> _WORK REQUIRED_
Report how many lines of these entries hold the string "this"; reply with the number alone.
** DATA EXTRACTS follows **
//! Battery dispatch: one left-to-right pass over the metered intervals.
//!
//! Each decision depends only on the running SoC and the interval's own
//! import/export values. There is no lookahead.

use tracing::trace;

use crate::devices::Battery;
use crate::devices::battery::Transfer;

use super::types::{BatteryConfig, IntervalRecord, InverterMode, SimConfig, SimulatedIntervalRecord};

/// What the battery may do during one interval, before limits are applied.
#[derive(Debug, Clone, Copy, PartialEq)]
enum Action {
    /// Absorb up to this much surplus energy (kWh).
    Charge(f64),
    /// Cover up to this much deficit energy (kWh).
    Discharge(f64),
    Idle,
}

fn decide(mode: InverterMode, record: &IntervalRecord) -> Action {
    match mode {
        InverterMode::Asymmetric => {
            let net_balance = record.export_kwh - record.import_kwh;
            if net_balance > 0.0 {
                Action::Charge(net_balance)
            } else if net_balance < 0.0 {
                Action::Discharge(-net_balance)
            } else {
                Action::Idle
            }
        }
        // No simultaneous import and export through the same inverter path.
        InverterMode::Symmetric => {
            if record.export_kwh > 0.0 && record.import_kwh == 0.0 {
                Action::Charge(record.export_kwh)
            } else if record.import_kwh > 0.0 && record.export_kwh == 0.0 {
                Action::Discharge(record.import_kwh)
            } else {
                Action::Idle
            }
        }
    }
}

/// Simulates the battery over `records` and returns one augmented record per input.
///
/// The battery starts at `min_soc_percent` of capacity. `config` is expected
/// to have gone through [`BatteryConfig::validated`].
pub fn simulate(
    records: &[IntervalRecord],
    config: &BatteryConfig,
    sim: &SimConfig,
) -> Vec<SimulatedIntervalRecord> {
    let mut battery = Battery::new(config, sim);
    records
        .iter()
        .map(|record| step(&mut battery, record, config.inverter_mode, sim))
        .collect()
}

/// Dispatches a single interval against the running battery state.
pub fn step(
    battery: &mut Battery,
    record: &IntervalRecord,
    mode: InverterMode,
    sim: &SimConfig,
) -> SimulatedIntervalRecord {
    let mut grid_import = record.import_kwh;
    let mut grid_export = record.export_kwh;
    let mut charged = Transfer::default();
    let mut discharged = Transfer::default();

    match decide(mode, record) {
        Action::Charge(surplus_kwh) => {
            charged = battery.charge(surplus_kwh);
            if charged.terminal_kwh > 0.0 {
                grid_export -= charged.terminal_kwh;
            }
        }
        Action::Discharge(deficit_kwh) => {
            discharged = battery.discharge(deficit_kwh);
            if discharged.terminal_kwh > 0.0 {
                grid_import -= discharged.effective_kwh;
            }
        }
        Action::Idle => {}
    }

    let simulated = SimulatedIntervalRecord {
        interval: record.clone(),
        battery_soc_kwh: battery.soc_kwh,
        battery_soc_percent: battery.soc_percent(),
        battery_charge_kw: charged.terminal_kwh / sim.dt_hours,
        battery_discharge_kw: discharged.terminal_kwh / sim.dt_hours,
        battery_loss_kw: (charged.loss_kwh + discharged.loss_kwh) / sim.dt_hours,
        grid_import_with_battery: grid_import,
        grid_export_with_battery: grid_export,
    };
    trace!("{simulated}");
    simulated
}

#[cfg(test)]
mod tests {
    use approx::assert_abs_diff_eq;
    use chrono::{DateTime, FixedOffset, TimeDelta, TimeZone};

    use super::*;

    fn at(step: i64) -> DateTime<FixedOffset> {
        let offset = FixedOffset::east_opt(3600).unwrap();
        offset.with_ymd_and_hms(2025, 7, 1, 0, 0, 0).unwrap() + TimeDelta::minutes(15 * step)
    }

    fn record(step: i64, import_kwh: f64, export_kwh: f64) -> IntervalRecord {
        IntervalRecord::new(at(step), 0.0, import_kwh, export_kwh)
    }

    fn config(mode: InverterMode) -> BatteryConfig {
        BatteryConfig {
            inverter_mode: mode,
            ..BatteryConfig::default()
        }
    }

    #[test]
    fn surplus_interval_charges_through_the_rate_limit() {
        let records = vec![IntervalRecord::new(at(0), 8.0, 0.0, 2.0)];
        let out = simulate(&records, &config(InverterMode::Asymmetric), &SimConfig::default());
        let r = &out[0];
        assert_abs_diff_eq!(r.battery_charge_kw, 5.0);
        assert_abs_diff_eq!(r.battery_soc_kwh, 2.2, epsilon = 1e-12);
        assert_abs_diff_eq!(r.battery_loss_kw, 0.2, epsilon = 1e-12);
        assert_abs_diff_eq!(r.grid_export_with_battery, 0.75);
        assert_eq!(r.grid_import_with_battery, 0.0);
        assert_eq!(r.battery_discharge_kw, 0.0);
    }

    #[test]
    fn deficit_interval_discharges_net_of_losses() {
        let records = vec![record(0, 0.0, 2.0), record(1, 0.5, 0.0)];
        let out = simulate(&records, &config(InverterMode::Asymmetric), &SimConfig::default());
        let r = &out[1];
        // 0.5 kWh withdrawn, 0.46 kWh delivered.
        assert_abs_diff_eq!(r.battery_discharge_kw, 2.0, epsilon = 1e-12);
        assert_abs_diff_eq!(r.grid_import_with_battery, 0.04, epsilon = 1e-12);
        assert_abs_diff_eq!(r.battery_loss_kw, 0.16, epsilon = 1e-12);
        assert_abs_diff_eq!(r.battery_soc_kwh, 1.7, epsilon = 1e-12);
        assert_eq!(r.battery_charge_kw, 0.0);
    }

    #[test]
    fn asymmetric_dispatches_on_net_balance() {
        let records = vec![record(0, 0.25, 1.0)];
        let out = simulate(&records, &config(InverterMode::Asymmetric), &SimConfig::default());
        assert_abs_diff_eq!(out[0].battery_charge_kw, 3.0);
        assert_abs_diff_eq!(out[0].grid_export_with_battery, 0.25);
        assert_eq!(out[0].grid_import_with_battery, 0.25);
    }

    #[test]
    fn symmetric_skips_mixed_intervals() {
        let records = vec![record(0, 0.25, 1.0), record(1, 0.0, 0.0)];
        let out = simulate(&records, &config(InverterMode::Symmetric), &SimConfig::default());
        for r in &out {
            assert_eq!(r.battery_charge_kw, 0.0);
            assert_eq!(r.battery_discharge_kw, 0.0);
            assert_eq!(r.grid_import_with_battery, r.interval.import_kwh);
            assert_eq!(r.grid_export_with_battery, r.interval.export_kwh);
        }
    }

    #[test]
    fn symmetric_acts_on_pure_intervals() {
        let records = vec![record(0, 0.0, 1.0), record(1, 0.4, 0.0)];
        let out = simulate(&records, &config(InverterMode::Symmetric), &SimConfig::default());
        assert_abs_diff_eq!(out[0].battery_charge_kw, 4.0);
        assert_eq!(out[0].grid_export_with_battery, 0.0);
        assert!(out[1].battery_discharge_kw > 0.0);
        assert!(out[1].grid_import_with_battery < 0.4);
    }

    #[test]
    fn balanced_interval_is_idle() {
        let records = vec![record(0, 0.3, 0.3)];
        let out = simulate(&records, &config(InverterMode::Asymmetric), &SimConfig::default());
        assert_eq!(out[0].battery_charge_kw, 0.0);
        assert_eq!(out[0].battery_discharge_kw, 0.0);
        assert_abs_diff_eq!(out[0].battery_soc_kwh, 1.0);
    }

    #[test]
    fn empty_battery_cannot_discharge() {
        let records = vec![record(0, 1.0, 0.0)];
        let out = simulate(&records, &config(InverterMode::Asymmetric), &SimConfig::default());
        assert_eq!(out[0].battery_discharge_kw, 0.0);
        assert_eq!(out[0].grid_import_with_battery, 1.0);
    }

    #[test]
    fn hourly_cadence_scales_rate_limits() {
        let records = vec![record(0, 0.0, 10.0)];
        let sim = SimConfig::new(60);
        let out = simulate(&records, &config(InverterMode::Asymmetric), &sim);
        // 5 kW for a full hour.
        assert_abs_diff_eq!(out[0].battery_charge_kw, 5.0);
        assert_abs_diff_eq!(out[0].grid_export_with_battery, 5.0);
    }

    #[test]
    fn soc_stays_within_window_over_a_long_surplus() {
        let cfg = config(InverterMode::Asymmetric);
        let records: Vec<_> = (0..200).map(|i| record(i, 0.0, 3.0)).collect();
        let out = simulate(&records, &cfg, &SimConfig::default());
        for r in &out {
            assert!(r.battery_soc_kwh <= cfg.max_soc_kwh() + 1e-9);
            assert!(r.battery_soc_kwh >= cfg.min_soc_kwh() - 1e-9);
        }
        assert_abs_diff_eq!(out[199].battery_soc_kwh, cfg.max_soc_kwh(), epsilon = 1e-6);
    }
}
** End of DATA EXTRACTS **
> _SOLVED EXERCISE_
2